- December 9, 2020
There has been an unrelenting growth of electronic health records, insurance forms and other documents being collected by healthcare systems. Improving the quality of patient care while reducing costs are the main reasons why data mining has been such a successful movement in healthcare. Through digitization of records and efficient methods of making that information available (such as through OCR), data mining can largely increase productivity and, in doing so, improve the state of the healthcare industry.
Benefits of Digitizing Records in Healthcare
The key benefit of digitizing records is to improve the efficiency of core business processes. The ability to identify data at the point of capture allows for elimination of input errors, improved access to information, and mobility to allow medical professionals to see patient data from anywhere. Digitizing is also better for security. With HIPPA laws in place, being able to reduce the number of employees necessary to process patient documents ensures more security and greater
Digitizing data alone, however, loses value when papers are just scanned into repositories to be stored with thousands of other documents. With no way to efficiently capture the data, digitizing EHR and other documents has only a limited impact on big data efforts and overall organizational efficiency.

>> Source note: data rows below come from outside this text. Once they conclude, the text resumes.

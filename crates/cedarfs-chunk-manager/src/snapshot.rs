//! Metadata snapshot of the chunk index.
//!
//! The format is a compact big-endian record stream: an 8-byte header with
//! the next chunk id, one 20-byte record per chunk
//! (`id:u64, version:u32, lockedto:u32, lockid:u32`), and an all-zero
//! terminator record. Leases already expired at store time are persisted as
//! unlocked. An older record layout omits the lock id; the loader is told
//! which layout to expect.

use std::io::{self, Read, Write};

use byteorder::{BigEndian, ByteOrder};
use cedarfs_types::ChunkId;
use thiserror::Error;

use crate::manager::ChunkManager;

pub const RECORD_SIZE: usize = 20;
pub const LEGACY_RECORD_SIZE: usize = 16;

/// Records buffered per write call.
const STORE_BATCH: usize = 1000;

#[derive(Debug, Error)]
pub enum SnapshotError {
    #[error("i/o error: {0}")]
    Io(#[from] io::Error),
    #[error("snapshot truncated mid-record")]
    Truncated,
    #[error("corrupt terminator record")]
    CorruptTerminator,
    #[error("trailing data after terminator")]
    TrailingData,
}

fn read_exact_or_truncated<R: Read>(reader: &mut R, buf: &mut [u8]) -> Result<(), SnapshotError> {
    reader.read_exact(buf).map_err(|e| {
        if e.kind() == io::ErrorKind::UnexpectedEof {
            SnapshotError::Truncated
        } else {
            SnapshotError::Io(e)
        }
    })
}

impl ChunkManager {
    /// Serialize the chunk index.
    pub fn store_snapshot<W: Write>(&self, writer: &mut W) -> io::Result<()> {
        let now = self.now();
        let mut header = [0u8; 8];
        BigEndian::write_u64(&mut header, self.next_chunk_id);
        writer.write_all(&header)?;

        let mut batch = Vec::with_capacity(RECORD_SIZE * STORE_BATCH);
        for bucket in &self.buckets {
            for chunk in bucket {
                let (lockedto, lockid) = if chunk.locked_until() < now {
                    (0, 0)
                } else {
                    (chunk.locked_until(), chunk.lockid())
                };
                let mut record = [0u8; RECORD_SIZE];
                BigEndian::write_u64(&mut record[0..8], chunk.id().0);
                BigEndian::write_u32(&mut record[8..12], chunk.version());
                BigEndian::write_u32(&mut record[12..16], lockedto);
                BigEndian::write_u32(&mut record[16..20], lockid);
                batch.extend_from_slice(&record);
                if batch.len() >= RECORD_SIZE * STORE_BATCH {
                    writer.write_all(&batch)?;
                    batch.clear();
                }
            }
        }
        batch.extend_from_slice(&[0u8; RECORD_SIZE]);
        writer.write_all(&batch)
    }

    /// Load a snapshot into this (fresh) manager. `with_lock_ids` selects
    /// between the current 20-byte and the older 16-byte record layout.
    pub fn load_snapshot<R: Read>(
        &mut self,
        reader: &mut R,
        with_lock_ids: bool,
    ) -> Result<(), SnapshotError> {
        let mut header = [0u8; 8];
        read_exact_or_truncated(reader, &mut header)?;
        self.next_chunk_id = BigEndian::read_u64(&header);

        let record_size = if with_lock_ids {
            RECORD_SIZE
        } else {
            LEGACY_RECORD_SIZE
        };
        let mut record = vec![0u8; record_size];
        loop {
            read_exact_or_truncated(reader, &mut record)?;
            let id = BigEndian::read_u64(&record[0..8]);
            if id > 0 {
                let (b, i) = self.insert_new_chunk(ChunkId(id));
                let chunk = &mut self.buckets[b][i];
                chunk.version = BigEndian::read_u32(&record[8..12]);
                chunk.lockedto = BigEndian::read_u32(&record[12..16]);
                if with_lock_ids {
                    chunk.lockid = BigEndian::read_u32(&record[16..20]);
                }
                continue;
            }
            let version = BigEndian::read_u32(&record[8..12]);
            let lockedto = BigEndian::read_u32(&record[12..16]);
            if version != 0 || lockedto != 0 {
                return Err(SnapshotError::CorruptTerminator);
            }
            // Terminator reached; anything after it is corruption.
            let mut probe = [0u8; 1];
            return match reader.read(&mut probe) {
                Ok(0) => Ok(()),
                Ok(_) => Err(SnapshotError::TrailingData),
                Err(e) => Err(SnapshotError::Io(e)),
            };
        }
    }
}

Enabling Big Data Efficiency
OCR technology gives healthcare enterprises the ability to manage, interact with, and easily utilize their large banks of patient records for big data modeling. OCR software allows a computer to recognize text within image documents such as scanned EHR records.
With text-searchable records, healthcare organizations can replace the hours spent manually searching through patient records with a simple, instant keyword search. This time-saver both increases employee productivity and provides a better, faster customer experience.
Automating Processing Workflows
In addition, the application of OCR technology to EHRs, insurance claims, identification documents and other forms is a first step toward making that information available for big data systems. Healthcare organizations can implement a more touchless workflow, limiting the number of employees needed to gather the data for their intelligence and analytics processing. By using OCR, they can systematically convert paper and scanned images to an acceptable input format without the need for human intervention.
This not only frees up man-hours for higher value tasks, but also improves security and compliance by limiting the exposure of protected information to a smaller number of workers. Furthermore, moving the data gathering workflow from a manual process to an OCR-driven model eliminates the chance for input errors, helping to strengthen the accuracy and integrity of big data analytics.